Streaming: Cheaper advertising subscription brings more growth to Disney

Streaming
Cheaper advertising subscription brings Disney more growth

The Disney logo, taken in Manhattan: Disney’s fourth fiscal quarter ends. photo

© Michael Kappeler/dpa

Streaming services offer cheaper subscriptions with ads while increasing prices for ad-free versions. That could have consequences for the TV landscape.

In the video streaming business, cheaper subscription models with advertising are gaining momentum. At the entertainment giant More than half of Disney’s new customers opted for it last quarter. The trend could accelerate the redistribution of advertising spending away from traditional linear television and thus transform the TV landscape.

The Disney Group, which has both a streaming service and a traditional TV business, is on the one hand driving the change – but also has to digest the consequences. This influences which films and series the Hollywood giant will produce in the coming years – and for how much money.

112.6 million customers

Worldwide, the number of Disney+ users with advertising subscriptions rose by around 2 million to 5.2 million. The big streaming rival Netflix recently had 15 million advertising subscriptions.

Overall, the number of customers in the Disney+ core brand grew by 7 million to 112.6 million, as CEO Bob Iger said when presenting quarterly figures after the US stock market closed. However, Disney still has a streaming business in India and has previously marketed the Hulu platform, whose program is integrated into the app in Germany, individually in the USA.

High losses before

Disney has invested a lot of money in expanding its streaming service in recent years and the losses in the business add up to more than ten billion dollars.

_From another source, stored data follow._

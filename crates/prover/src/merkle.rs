//! Binary Merkle tree over distribution leaves.
//!
//! Leaves are kept in the order they are given (the dataset's dense index
//! order). An unpaired node at the end of a level is promoted unchanged.
//! The root of an empty tree is the zero digest.

use merkledrop_core::{Address, Amount, Digest, ZERO_DIGEST};
use tracing::trace;

use crate::traits::{Committer, KeccakCommitter};

/// Inclusion proof for one leaf.
#[derive(Debug, Clone, PartialEq, Eq)]
pub struct MerkleProof {
    /// Sibling digests from the leaf level upward
    pub siblings: Vec<Digest>,
    /// Position of the proven leaf
    pub leaf_index: usize,
}

#[derive(Debug, Clone)]
pub struct MerkleTree {
    /// levels[0] = leaf hashes, last level = [root]
    levels: Vec<Vec<Digest>>,
}

impl MerkleTree {
    /// Build a tree using `committer`'s encoding.
    pub fn build<C: Committer + ?Sized>(committer: &C, leaves: &[(Address, Amount)]) -> Self {
        let hashes = leaves
            .iter()
            .enumerate()
            .map(|(i, (address, amount))| committer.hash_leaf(i as u64, address, amount))
            .collect();
        Self::from_leaf_hashes(committer, hashes)
    }

    /// Build a keccak tree from `(address, amount)` entries.
    pub fn from_entries(entries: &[(Address, Amount)]) -> Self {
        Self::build(&KeccakCommitter, entries)
    }

    /// Build from already-hashed leaves.
    pub fn from_leaf_hashes<C: Committer + ?Sized>(committer: &C, hashes: Vec<Digest>) -> Self {
        if hashes.is_empty() {
            return Self { levels: Vec::new() };
        }
        let mut levels = vec![hashes];
        while levels.last().map_or(false, |level| level.len() > 1) {
            let level = &levels[levels.len() - 1];
            let next: Vec<Digest> = level
                .chunks(2)
                .map(|pair| match pair {
                    [left, right] => committer.hash_pair(left, right),
                    [single] => *single,
                    _ => unreachable!("chunks(2) yields one or two items"),
                })
                .collect();
            levels.push(next);
        }
        trace!(
            "Built Merkle tree: {} leaves, {} levels",
            levels[0].len(),
            levels.len()
        );
        Self { levels }
    }

    pub fn root(&self) -> Digest {
        self.levels
            .last()
            .and_then(|level| level.first())
            .copied()
            .unwrap_or(ZERO_DIGEST)
    }

    pub fn leaf_count(&self) -> usize {
        self.levels.first().map_or(0, Vec::len)
    }

    pub fn leaf(&self, index: usize) -> Option<Digest> {
        self.levels.first().and_then(|level| level.get(index)).copied()
    }

    /// Sibling path for the leaf at `index`.
    ///
    /// Returns `None` if the index is out of range.
    pub fn proof(&self, index: usize) -> Option<MerkleProof> {
        if index >= self.leaf_count() {
            return None;
        }
        let mut siblings = Vec::new();
        let mut position = index;
        for level in &self.levels[..self.levels.len() - 1] {
            let sibling = position ^ 1;
            if sibling < level.len() {
                siblings.push(level[sibling]);
            }
            position /= 2;
        }
        Some(MerkleProof {
            siblings,
            leaf_index: index,
        })
    }

    /// Verify a keccak leaf digest against `root`.
    pub fn verify(root: &Digest, leaf: &Digest, proof: &MerkleProof) -> bool {
        let c = KeccakCommitter;
        let computed = proof
            .siblings
            .iter()
            .fold(*leaf, |acc, sibling| c.hash_pair(&acc, sibling));
        &computed == root
    }
}
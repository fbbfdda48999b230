//! Tree reconciler: previous dataset + delta → next dataset entries.
//!
//! Updates are additive. Every previous recipient is carried forward with
//! its delta (if any) added on top; recipients only in the delta are
//! appended in delta order. Indices are reassigned densely from 0 in that
//! order.
//!
//! Before anything is returned the transition is verified against the
//! previous dataset: no recipient may disappear or decrease, and the new
//! total must equal the old total plus the delta total exactly.

use std::collections::BTreeMap;

use tracing::{debug, info, warn};

use merkledrop_core::{checked_sum, Address, Amount, CoreError, DatasetEntry, DistributionDataset};

use crate::allocation::AllocationOutcome;
use crate::{AggregatorError, Result};

/// Next dataset contents and the totals they were checked against
#[derive(Debug, Clone, PartialEq, Eq)]
pub struct Reconciliation {
    /// Dense, index-ordered entries for the next commitment
    pub entries: Vec<DatasetEntry>,
    pub old_total: Amount,
    pub delta_total: Amount,
    pub new_total: Amount,
}

impl Reconciliation {
    pub fn new_recipients(&self, previous: &DistributionDataset) -> usize {
        self.entries
            .iter()
            .filter(|e| previous.get(&e.address).is_none())
            .count()
    }
}

/// Merge `delta` into `previous`.
pub fn reconcile(
    previous: &DistributionDataset,
    delta: &AllocationOutcome,
) -> Result<Reconciliation> {
    let mut entries: Vec<DatasetEntry> = Vec::with_capacity(previous.len() + delta.balances.len());

    for old in previous.entries() {
        let mut entry = DatasetEntry::new(old.address, entries.len() as u64, old.amount);
        entry.breakdown = old.breakdown.clone();
        if let Some(added) = delta.balances.get(&old.address) {
            entry.amount = entry
                .amount
                .checked_add(added)
                .ok_or(CoreError::AmountOverflow)?;
            merge_breakdown(&mut entry.breakdown, delta.breakdown_of(&old.address))?;
        }
        entries.push(entry);
    }

    for (address, amount) in delta.balances.iter() {
        if previous.get(address).is_some() || amount.is_zero() {
            continue;
        }
        let mut entry = DatasetEntry::new(*address, entries.len() as u64, *amount);
        merge_breakdown(&mut entry.breakdown, delta.breakdown_of(address))?;
        entries.push(entry);
    }

    let delta_total = delta.total()?;
    let reconciliation = Reconciliation {
        old_total: checked_sum(previous.entries().iter().map(|e| &e.amount))?,
        new_total: checked_sum(entries.iter().map(|e| &e.amount))?,
        delta_total,
        entries,
    };
    verify_transition(previous, &reconciliation.entries, delta_total)?;

    info!(
        "Reconciled {} previous + {} new recipients (total {} + {} = {})",
        previous.len(),
        reconciliation.new_recipients(previous),
        reconciliation.old_total,
        reconciliation.delta_total,
        reconciliation.new_total,
    );
    Ok(reconciliation)
}

/// Check the invariants between a previous dataset and proposed entries.
///
/// Fails with `MissingRecipient` if a previous recipient is absent,
/// `Monotonicity` if one decreased, and `Conservation` unless
/// `sum(next) - sum(previous) == delta_total`.
pub fn verify_transition(
    previous: &DistributionDataset,
    next: &[DatasetEntry],
    delta_total: Amount,
) -> Result<()> {
    let next_amounts: BTreeMap<Address, Amount> =
        next.iter().map(|e| (e.address, e.amount)).collect();

    for old in previous.entries() {
        let new_amount = match next_amounts.get(&old.address) {
            Some(amount) => *amount,
            None => {
                warn!("Recipient {} missing from next dataset", old.address.short());
                return Err(AggregatorError::MissingRecipient(old.address));
            }
        };
        if new_amount < old.amount {
            warn!(
                "Recipient {} decreased from {} to {}",
                old.address.short(),
                old.amount,
                new_amount
            );
            return Err(AggregatorError::Monotonicity {
                recipient: old.address,
                old: old.amount,
                new: new_amount,
            });
        }
    }

    let old_total = checked_sum(previous.entries().iter().map(|e| &e.amount))?;
    let new_total = checked_sum(next.iter().map(|e| &e.amount))?;
    let conserved = new_total
        .checked_sub(old_total)
        .map_or(false, |grown| grown == delta_total);
    if !conserved {
        warn!(
            "Conservation failed: {} - {} != {}",
            new_total, old_total, delta_total
        );
        return Err(AggregatorError::Conservation {
            old_total,
            delta_total,
            new_total,
        });
    }

    debug!("Transition verified over {} entries", next.len());
    Ok(())
}

fn merge_breakdown(
    into: &mut BTreeMap<String, Amount>,
    from: Option<&BTreeMap<String, Amount>>,
) -> Result<()> {
    for (label, amount) in from.into_iter().flatten() {
        let slot = into.entry(label.clone()).or_default();
        *slot = slot.checked_add(*amount).ok_or(CoreError::AmountOverflow)?;
    }
    Ok(())
}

There was a further improvement in the last quarter: the division was operationally in the red of $387 million (361 million euros).

In the same quarter last year, the area had lost $1.47 billion. Disney reiterated its goal of stopping streaming losses at the end of the current fiscal year in September 2024. Iger wants to shoot, among other things, less expensive “Marvel” and “Star Wars” series.

The company leader, who has returned from retirement, is also putting the brakes on costs overall. Iger now wants to reduce annual costs by $7.5 billion. The previous savings target was $5.5 billion. Disney was recently targeted again by the aggressive investor Nelson Peltz, who wants to have more influence on Disney’s strategy.

What’s next?

In the fiscal year that has just begun, the group will spend a total of around $25 billion on content production, said acting CFO Kevin Lansberry in a conference call. That would be around two billion dollars less than in the last financial year – in which spending was already slowed by the months-long strikes by screenwriters and actors.

Disney was originally expected to spend more than $30 billion. After the agreement with the authors, a deal with the actors is now in the offing, so that TV and film productions should start again soon.

Disney used to be able to rely on the traditional television business in the USA with channels like ABC to reliably bring money into its coffers for streaming expansion. But now many Americans are canceling their expensive cable contracts and advertising money is moving away from linear television.

Sales in Disney’s TV division fell by nine percent year-on-year to $2.6 billion and operating profit stagnated at $805 million. The streaming business is much larger at a good five billion dollars.

At the same time, Disney boss Bob Iger made it clear that he saw no pressure to exit the traditional television business. They have also found ways to reduce costs there, said Iger on CNBC. Business is going better than expected. People are also aware of how valuable the channels and their programs are for Disney’s streaming offerings. After Iger said in the summer that he could imagine Disney without linear television, the first offers to buy the company began to arrive.

However, Iger reiterated that he sees four central pillars for Disney’s future: streaming, theme parks, movies and the sports channel ESPN. So far, ESPN has been an important moneymaker for Disney in the cable business, and Iger wants to start an ESPN streaming offer in 2025.

Disney increased group sales in the fourth quarter ended September by five percent to $21.24 billion. Profits rose from $254 to $694 million.